Researching this book was a riot. For example I became a frequent visitor to the palazzo of the Counts Leonetti and the current chatelaine did not seem to mind one bit as I invaded her room, strewing the bed with dozens of her father’s suits and squealing with delight as yet another gem was hauled from a dusty suit bag and gleefully tried on by me.
Then there was the surreal and somewhat sinister visit to a system of caves that were contiguous to an ancient warren of houses and streets that would have been called a rookery were they to be found in London. For hundreds if not thousands of years the poor of Naples had buried their dead here, interpreting the term “burial” with a commendable liberality. Anyway, some time during the 18th century a flash flood had propelled the contents of this ossuary into the centre of the town and when these bones were collected and repatriated it was a hopeless task trying to match the right femurs to the correct scapulas so instead the remains of numberless dead people were used to construct various decorative schemes, altars, replicas of Calvary and so on.

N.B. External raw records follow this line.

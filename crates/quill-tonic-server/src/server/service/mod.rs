//! gRPC service implementations.
//!
//! ## Structure
//!
//! - [`blog`] - `BlogService`: CRUD plus a streaming listing over the record
//!   store.
//! - [`calculator`] - `CalculatorService`: one method per call shape.
//! - [`greeting`] - `GreetingService`: a single unary greeting.
//! - [`lifecycle`] - stream admission and graceful shutdown shared by all
//!   handlers.
//!
//! Handlers never build a `tonic::Status` by hand. Every failure is a
//! [`quill_tonic_core::Error`] converted at the boundary.

pub mod blog;
pub mod calculator;
pub mod greeting;
pub mod lifecycle;

use core::pin::Pin;
use tokio_stream::Stream;
use tonic::Status;

/// Boxed outbound stream type used by every server-streaming method.
pub type ResponseStream<T> = Pin<Box<dyn Stream<Item = Result<T, Status>> + Send>>;
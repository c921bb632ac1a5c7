//! Call-scoped accumulators for the streaming calculator calls.
//!
//! Each call owns its accumulator as a local value; nothing here is shared or
//! synchronised.

use quill_tonic_core::{Error, Result};

/// Running average over a client stream.
///
/// The sum is kept exactly in an `i128`, so the only rounding happens in the
/// final division regardless of how many numbers were pushed.
#[derive(Clone, Copy, Debug, Default)]
pub struct Average {
    count: u64,
    sum: i128,
}

impl Average {
    pub fn push(&mut self, number: i64) {
        self.count += 1;
        self.sum += i128::from(number);
    }

    pub const fn count(&self) -> u64 {
        self.count
    }

    /// The average of every number pushed so far.
    ///
    /// # Errors
    ///
    /// Returns [`Error::InvalidArgument`] if nothing was pushed.
    pub fn finish(&self) -> Result<f64> {
        if self.count == 0 {
            return Err(Error::invalid_argument(
                "At least one number is required to compute an average",
            ));
        }

        Ok(self.sum as f64 / self.count as f64)
    }
}

/// Maximum of every number seen so far on a bidirectional stream.
#[derive(Clone, Copy, Debug, Default)]
pub struct RunningMax {
    max: Option<i64>,
}

impl RunningMax {
    /// Folds `number` in and returns the maximum including it.
    pub fn push(&mut self, number: i64) -> i64 {
        let max = self.max.map_or(number, |max| max.max(number));
        self.max = Some(max);
        max
    }
}

#[cfg(test)]
mod tests {
    use super::*;

    #[test]
    fn average_of_one_to_ten() {
        let mut avg = Average::default();
        (1..=10).for_each(|n| avg.push(n));
        assert_eq!(avg.count(), 10);
        assert_eq!(avg.finish().unwrap(), 5.5);
    }

    #[test]
    fn average_with_no_input_is_invalid_argument() {
        let err = Average::default().finish().unwrap_err();
        assert!(matches!(err, Error::InvalidArgument { .. }));
    }

    #[test]
    fn average_does_not_overflow_on_extremes() {
        let mut avg = Average::default();
        for _ in 0..1_000 {
            avg.push(i64::MAX);
        }
        assert_eq!(avg.finish().unwrap(), i64::MAX as f64);

        let mut mixed = Average::default();
        [i64::MIN, i64::MAX, 1].into_iter().for_each(|n| mixed.push(n));
        assert_eq!(mixed.finish().unwrap(), 0.0);
    }

    #[test]
    fn running_max_follows_the_prefix_maximum() {
        let inputs = [1, 2, 100, 4, 5, 30, 7, 8, 9, 10];
        let mut max = RunningMax::default();
        let outputs: Vec<_> = inputs.iter().map(|&n| max.push(n)).collect();
        assert_eq!(outputs, [1, 2, 100, 100, 100, 100, 100, 100, 100, 100]);
    }

    #[test]
    fn running_max_handles_negative_first_value() {
        let mut max = RunningMax::default();
        assert_eq!(max.push(-5), -5);
        assert_eq!(max.push(-7), -5);
        assert_eq!(max.push(-1), -1);
    }
}
use quill_tonic_core::{
    Error,
    proto::{GreetingRequest, GreetingResponse, greeting_service_server::GreetingService},
};
use tonic::{Request, Response, Status};

#[derive(Clone, Debug, Default)]
pub struct GreetingHandler;

#[tonic::async_trait]
impl GreetingService for GreetingHandler {
    #[cfg_attr(feature = "tracing", tracing::instrument(skip(self)))]
    async fn greet(
        &self,
        req: Request<GreetingRequest>,
    ) -> Result<Response<GreetingResponse>, Status> {
        let first_name = req.into_inner().first_name;
        if first_name.trim().is_empty() {
            return Err(Error::invalid_argument("The first name must not be empty").into());
        }

        Ok(Response::new(GreetingResponse {
            result: format!("Hello {first_name}"),
        }))
    }
}
//! Logging, tracing and metrics for the quill server.
//!
//! Console logging is always on. `tracing` (default) adds an OpenTelemetry
//! tracer layer, `metrics` adds the stream counters below, and `stdout` /
//! `otlp` choose where spans and metrics are exported. The OTLP collector is
//! read from `OTEL_EXPORTER_OTLP_ENDPOINT`.
//!
//! Metrics: `requests`, `streams_inflight`, `errors`, `stream_duration` (ms)
//! and `messages_streamed`. Without `metrics` the helpers are no-ops.

#[cfg(all(feature = "otlp", not(any(feature = "tracing", feature = "metrics"))))]
compile_error!("The 'otlp' feature requires at least one of 'tracing' or 'metrics' to be enabled.");

#[cfg(all(feature = "stdout", not(any(feature = "tracing", feature = "metrics"))))]
compile_error!(
    "The 'stdout' feature requires at least one of 'tracing' or 'metrics' to be enabled."
);

use tracing_subscriber::{EnvFilter, layer::SubscriberExt, util::SubscriberInitExt};

#[cfg(all(feature = "otlp", any(feature = "metrics", feature = "tracing")))]
use opentelemetry_otlp::{WithExportConfig, WithTonicConfig};

#[cfg(feature = "metrics")]
use opentelemetry::metrics::{Counter, Histogram, Meter, UpDownCounter};
#[cfg(feature = "metrics")]
use opentelemetry_sdk::metrics as sdkmetrics;
#[cfg(feature = "metrics")]
use std::sync::OnceLock;

#[cfg(any(feature = "metrics", feature = "tracing"))]
use opentelemetry::{InstrumentationScope, KeyValue};
#[cfg(any(feature = "metrics", feature = "tracing"))]
use opentelemetry_sdk::Resource;
#[cfg(any(feature = "metrics", feature = "tracing"))]
use opentelemetry_semantic_conventions as semvcns;

#[cfg(feature = "tracing")]
use opentelemetry::trace::TracerProvider;
#[cfg(feature = "tracing")]
use opentelemetry_sdk::propagation::TraceContextPropagator;
#[cfg(feature = "tracing")]
use opentelemetry_sdk::trace as sdktrace;

const SERVICE_NAME: &str = "quill";

pub struct TelemetryProviders {
    #[cfg(feature = "tracing")]
    pub tracer_provider: sdktrace::SdkTracerProvider,
    #[cfg(feature = "metrics")]
    pub meter_provider: sdkmetrics::SdkMeterProvider,
}

impl TelemetryProviders {
    /// Flushes and shuts down every provider.
    pub fn shutdown(&self) {
        #[cfg(feature = "tracing")]
        {
            if let Err(err) = self.tracer_provider.force_flush() {
                eprintln!("Error flushing traces: {:#?}", err);
            }
            if let Err(err) = self.tracer_provider.shutdown() {
                eprintln!("Error shutting down tracer: {:#?}", err);
            }
        }

        #[cfg(feature = "metrics")]
        {
            if let Err(err) = self.meter_provider.force_flush() {
                eprintln!("Error flushing metrics: {:#?}", err);
            }
            if let Err(err) = self.meter_provider.shutdown() {
                eprintln!("Error shutting down meter: {:#?}", err);
            }
        }
    }
}

pub fn init_telemetry() -> anyhow::Result<TelemetryProviders> {
    #[cfg(feature = "tracing")]
    opentelemetry::global::set_text_map_propagator(TraceContextPropagator::new());

    #[cfg(feature = "tracing")]
    let tracer_provider = init_tracer()?;

    #[cfg(feature = "metrics")]
    let meter_provider = init_metrics()?;

    #[cfg(any(feature = "metrics", feature = "tracing"))]
    let scope = InstrumentationScope::builder(SERVICE_NAME)
        .with_version(env!("CARGO_PKG_VERSION"))
        .with_schema_url(semvcns::SCHEMA_URL)
        .build();

    let registry = tracing_subscriber::registry()
        .with(EnvFilter::try_from_default_env().unwrap_or_else(|_| "info".into()))
        .with(
            tracing_subscriber::fmt::layer()
                .with_thread_ids(true)
                .with_line_number(true)
                .with_target(false)
                .with_timer(tracing_subscriber::fmt::time::ChronoLocal::rfc_3339())
                .with_file(true)
                .pretty(),
        );

    #[cfg(feature = "tracing")]
    let registry = {
        opentelemetry::global::set_tracer_provider(tracer_provider.clone());
        registry.with(
            tracing_opentelemetry::layer()
                .with_tracer(tracer_provider.tracer_with_scope(scope.clone()))
                .with_error_records_to_exceptions(true),
        )
    };

    #[cfg(feature = "metrics")]
    let registry = {
        opentelemetry::global::set_meter_provider(meter_provider.clone());
        let meter = opentelemetry::global::meter_with_scope(scope);
        init_metric_handles(meter);

        registry.with(tracing_opentelemetry::MetricsLayer::new(
            meter_provider.clone(),
        ))
    };

    registry.init();

    Ok(TelemetryProviders {
        #[cfg(feature = "tracing")]
        tracer_provider,
        #[cfg(feature = "metrics")]
        meter_provider,
    })
}

#[cfg(all(feature = "otlp", any(feature = "metrics", feature = "tracing")))]
fn otlp_endpoint() -> String {
    std::env::var("OTEL_EXPORTER_OTLP_ENDPOINT")
        .unwrap_or_else(|_| String::from("http://localhost:4317"))
}

#[cfg(all(feature = "otlp", any(feature = "metrics", feature = "tracing")))]
fn otlp_compression() -> anyhow::Result<Option<opentelemetry_otlp::Compression>> {
    use std::str::FromStr;

    match std::env::var("OTEL_EXPORTER_OTLP_COMPRESSION") {
        Ok(raw) => Ok(Some(opentelemetry_otlp::Compression::from_str(
            &raw.to_ascii_lowercase(),
        )?)),
        Err(_) => Ok(None),
    }
}

#[cfg(any(feature = "metrics", feature = "tracing"))]
fn resource() -> Resource {
    Resource::builder()
        .with_service_name(SERVICE_NAME)
        .with_schema_url(
            [KeyValue::new(
                semvcns::resource::SERVICE_VERSION,
                env!("CARGO_PKG_VERSION"),
            )],
            semvcns::SCHEMA_URL,
        )
        .build()
}

#[cfg(feature = "metrics")]
fn init_metrics() -> anyhow::Result<sdkmetrics::SdkMeterProvider> {
    let builder = sdkmetrics::SdkMeterProvider::builder().with_resource(resource());

    #[cfg(feature = "stdout")]
    let builder = {
        let exporter = opentelemetry_stdout::MetricExporter::default();
        let reader = sdkmetrics::PeriodicReader::builder(exporter)
            .with_interval(std::time::Duration::from_secs(5))
            .build();

        builder.with_reader(reader)
    };

    #[cfg(feature = "otlp")]
    let builder = {
        use anyhow::Context;

        let mut exporter = opentelemetry_otlp::MetricExporter::builder()
            .with_tonic()
            .with_endpoint(otlp_endpoint())
            .with_timeout(std::time::Duration::from_secs(10));
        if let Some(compression) = otlp_compression()? {
            exporter = exporter.with_compression(compression);
        }
        let exporter = exporter
            .build()
            .context("failed to build metrics exporter")?;

        builder.with_periodic_exporter(exporter)
    };

    Ok(builder.build())
}

#[cfg(all(feature = "tracing", any(feature = "stdout", feature = "otlp")))]
fn batched<E>(exporter: E) -> sdktrace::BatchSpanProcessor
where
    E: sdktrace::SpanExporter + 'static,
{
    sdktrace::BatchSpanProcessor::builder(exporter)
        .with_batch_config(
            sdktrace::BatchConfigBuilder::default()
                .with_scheduled_delay(std::time::Duration::from_secs(5))
                .with_max_queue_size(2048)
                .build(),
        )
        .build()
}

#[cfg(feature = "tracing")]
fn init_tracer() -> anyhow::Result<sdktrace::SdkTracerProvider> {
    let builder = sdktrace::SdkTracerProvider::builder().with_resource(resource());

    #[cfg(feature = "stdout")]
    let builder = {
        let exporter = opentelemetry_stdout::SpanExporter::default();
        builder.with_span_processor(batched(exporter))
    };

    #[cfg(feature = "otlp")]
    let builder = {
        use anyhow::Context;

        let mut exporter = opentelemetry_otlp::SpanExporter::builder()
            .with_tonic()
            .with_endpoint(otlp_endpoint())
            .with_timeout(std::time::Duration::from_secs(10));
        if let Some(compression) = otlp_compression()? {
            exporter = exporter.with_compression(compression);
        }
        let exporter = exporter
            .build()
            .context("failed to build tracer exporter")?;

        builder.with_span_processor(batched(exporter))
    };

    Ok(builder.build())
}

#[cfg(feature = "metrics")]
static REQUESTS: OnceLock<Counter<u64>> = OnceLock::new();
#[cfg(feature = "metrics")]
static STREAMS_INFLIGHT: OnceLock<UpDownCounter<i64>> = OnceLock::new();
#[cfg(feature = "metrics")]
static STREAM_ERRORS: OnceLock<Counter<u64>> = OnceLock::new();
#[cfg(feature = "metrics")]
static STREAM_DURATION_MS: OnceLock<Histogram<f64>> = OnceLock::new();
#[cfg(feature = "metrics")]
static MESSAGES_STREAMED: OnceLock<Counter<u64>> = OnceLock::new();

#[cfg(feature = "metrics")]
fn init_metric_handles(meter: Meter) {
    let _ = REQUESTS.set(
        meter
            .u64_counter("requests")
            .with_description("Streaming calls admitted")
            .build(),
    );

    let _ = STREAMS_INFLIGHT.set(
        meter
            .i64_up_down_counter("streams_inflight")
            .with_description("Concurrent streaming calls")
            .build(),
    );

    let _ = STREAM_ERRORS.set(
        meter
            .u64_counter("errors")
            .with_description("Streams that ended with an error status")
            .build(),
    );

    let _ = STREAM_DURATION_MS.set(
        meter
            .f64_histogram("stream_duration")
            .with_unit("ms")
            .with_description("End-to-end streaming call duration")
            .build(),
    );

    let _ = MESSAGES_STREAMED.set(
        meter
            .u64_counter("messages_streamed")
            .with_description("Messages delivered on outbound streams")
            .build(),
    );
}

#[cfg(feature = "metrics")]
pub fn increment_requests() {
    if let Some(counter) = REQUESTS.get() {
        counter.add(1, &[]);
    }
}

#[cfg(not(feature = "metrics"))]
pub fn increment_requests() {}

#[cfg(feature = "metrics")]
pub fn increment_streams_inflight() {
    if let Some(counter) = STREAMS_INFLIGHT.get() {
        counter.add(1, &[]);
    }
}

#[cfg(not(feature = "metrics"))]
pub fn increment_streams_inflight() {}

#[cfg(feature = "metrics")]
pub fn decrement_streams_inflight() {
    if let Some(counter) = STREAMS_INFLIGHT.get() {
        counter.add(-1, &[]);
    }
}

#[cfg(not(feature = "metrics"))]
pub fn decrement_streams_inflight() {}

#[cfg(feature = "metrics")]
pub fn increment_stream_errors() {
    if let Some(counter) = STREAM_ERRORS.get() {
        counter.add(1, &[]);
    }
}

#[cfg(not(feature = "metrics"))]
pub fn increment_stream_errors() {}

#[cfg(feature = "metrics")]
pub fn record_stream_duration(duration_ms: f64) {
    if let Some(histogram) = STREAM_DURATION_MS.get() {
        histogram.record(duration_ms, &[]);
    }
}

#[cfg(not(feature = "metrics"))]
pub fn record_stream_duration(_duration_ms: f64) {}

#[cfg(feature = "metrics")]
pub fn increment_messages_streamed(count: u64) {
    if let Some(counter) = MESSAGES_STREAMED.get() {
        counter.add(count, &[]);
    }
}

#[cfg(not(feature = "metrics"))]
pub fn increment_messages_streamed(_count: u64) {}
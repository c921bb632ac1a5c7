use super::{
    accumulator::{Average, RunningMax},
    producer::send_item,
};
use futures::{Stream, StreamExt};
use quill_tonic_core::{
    Error, Result,
    proto::{AvgRequest, MaxRequest, MaxResponse},
};
use tokio::sync::mpsc;
use tokio_util::sync::CancellationToken;
use tonic::Status;

/// Consumes a client stream of numbers and returns their average once the
/// caller half-closes.
///
/// No response is produced per message. Every message received before
/// end-of-input is included. A cancelled call or a transport error ends the
/// aggregation and the partial accumulator is dropped with it.
pub async fn aggregate_average<S>(mut inbound: S, token: CancellationToken) -> Result<f64>
where
    S: Stream<Item = Result<AvgRequest, Status>> + Unpin,
{
    let mut average = Average::default();

    loop {
        let next = tokio::select! {
            biased;
            () = token.cancelled() => return Err(Error::Cancelled),
            next = inbound.next() => next,
        };

        match next {
            Some(Ok(req)) => average.push(req.number),
            Some(Err(status)) => return Err(status.into()),
            None => break,
        }
    }

    #[cfg(feature = "tracing")]
    tracing::debug!(count = average.count(), "average input complete");

    average.finish()
}

/// Replies to every inbound number with the maximum seen so far and returns
/// how many replies were sent.
///
/// Each reply is sent before the next message is read, so at most the
/// outbound channel's capacity is ever buffered. The call ends normally when
/// the caller half-closes; if the caller stops reading replies, the loop
/// exits without error.
pub async fn reply_running_max<S>(
    mut inbound: S,
    resp_tx: mpsc::Sender<Result<MaxResponse, Status>>,
    token: CancellationToken,
) -> Result<usize>
where
    S: Stream<Item = Result<MaxRequest, Status>> + Unpin,
{
    let mut running = RunningMax::default();
    let mut sent = 0;

    loop {
        let next = tokio::select! {
            biased;
            () = token.cancelled() => return Err(Error::Cancelled),
            () = resp_tx.closed() => return Ok(sent),
            next = inbound.next() => next,
        };

        match next {
            Some(Ok(req)) => {
                let max = running.push(req.number);
                match send_item(&resp_tx, MaxResponse { max }, &token).await {
                    Ok(()) => sent += 1,
                    // The caller stopped listening.
                    Err(Error::Cancelled) if resp_tx.is_closed() => return Ok(sent),
                    Err(e) => return Err(e),
                }
            }
            Some(Err(status)) => return Err(status.into()),
            None => return Ok(sent),
        }
    }
}

#[cfg(test)]
mod tests {
    use super::*;

    fn avg_requests(numbers: &[i64]) -> impl Stream<Item = Result<AvgRequest, Status>> + Unpin {
        futures::stream::iter(
            numbers
                .iter()
                .map(|&number| Ok(AvgRequest { number }))
                .collect::<Vec<_>>(),
        )
    }

    fn max_requests(numbers: &[i64]) -> impl Stream<Item = Result<MaxRequest, Status>> + Unpin {
        futures::stream::iter(
            numbers
                .iter()
                .map(|&number| Ok(MaxRequest { number }))
                .collect::<Vec<_>>(),
        )
    }

    #[tokio::test]
    async fn average_of_streamed_numbers() {
        let numbers: Vec<i64> = (1..=10).collect();
        let avg = aggregate_average(avg_requests(&numbers), CancellationToken::new())
            .await
            .unwrap();
        assert_eq!(avg, 5.5);
    }

    #[tokio::test]
    async fn average_of_empty_stream_is_invalid_argument() {
        let err = aggregate_average(avg_requests(&[]), CancellationToken::new())
            .await
            .unwrap_err();
        assert!(matches!(err, Error::InvalidArgument { .. }));
    }

    #[tokio::test]
    async fn average_reports_cancellation_from_the_peer() {
        let inbound = futures::stream::iter(vec![
            Ok(AvgRequest { number: 1 }),
            Err(Status::cancelled("client went away")),
        ]);
        let err = aggregate_average(inbound, CancellationToken::new())
            .await
            .unwrap_err();
        assert_eq!(err, Error::Cancelled);
    }

    #[tokio::test]
    async fn average_stops_on_server_cancellation() {
        let token = CancellationToken::new();
        token.cancel();
        let err = aggregate_average(futures::stream::pending(), token)
            .await
            .unwrap_err();
        assert_eq!(err, Error::Cancelled);
    }

    #[tokio::test]
    async fn running_max_replies_once_per_input() {
        const INPUTS: &[i64] = &[1, 2, 100, 4, 5, 30, 7, 8, 9, 10];
        // Capacity 1 forces each reply to be consumed before the next input
        // is read.
        let (tx, mut rx) = mpsc::channel(1);
        let task = tokio::spawn(reply_running_max(
            max_requests(INPUTS),
            tx,
            CancellationToken::new(),
        ));

        let mut outputs = Vec::new();
        while let Some(reply) = rx.recv().await {
            outputs.push(reply.unwrap().max);
        }

        assert_eq!(outputs, [1, 2, 100, 100, 100, 100, 100, 100, 100, 100]);
        assert_eq!(task.await.unwrap().unwrap(), INPUTS.len());
    }

    #[tokio::test]
    async fn running_max_ends_quietly_when_caller_stops_reading() {
        let (tx, rx) = mpsc::channel(1);
        drop(rx);
        let sent = reply_running_max(max_requests(&[3, 1, 4]), tx, CancellationToken::new())
            .await
            .unwrap();
        assert_eq!(sent, 0);
    }
}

But most priceless was the time I witnessed a showdown between two men, each clearly more important than the other; they batted insults back and forth with the sort of practised skill that put me in mind of Federer and Nadal. And then, finally, one of them said something that stilled the entire restaurant. Small children began to cry, dogs howled, women fainted and, not understanding a word of Italian, it took me a while to work out that he had given voice to the foulest insult one could heap on the head of a Neapolitan. Nothing to do with questioning the legitimacy of his birth or the virtue of his sister/wife/mother/grandmother, it was instead the dark accusation: “You are well known in the north of Italy.”
On such occasions Mariano keeps understandably quiet about the fact that he also has a tailoring shop in Milan.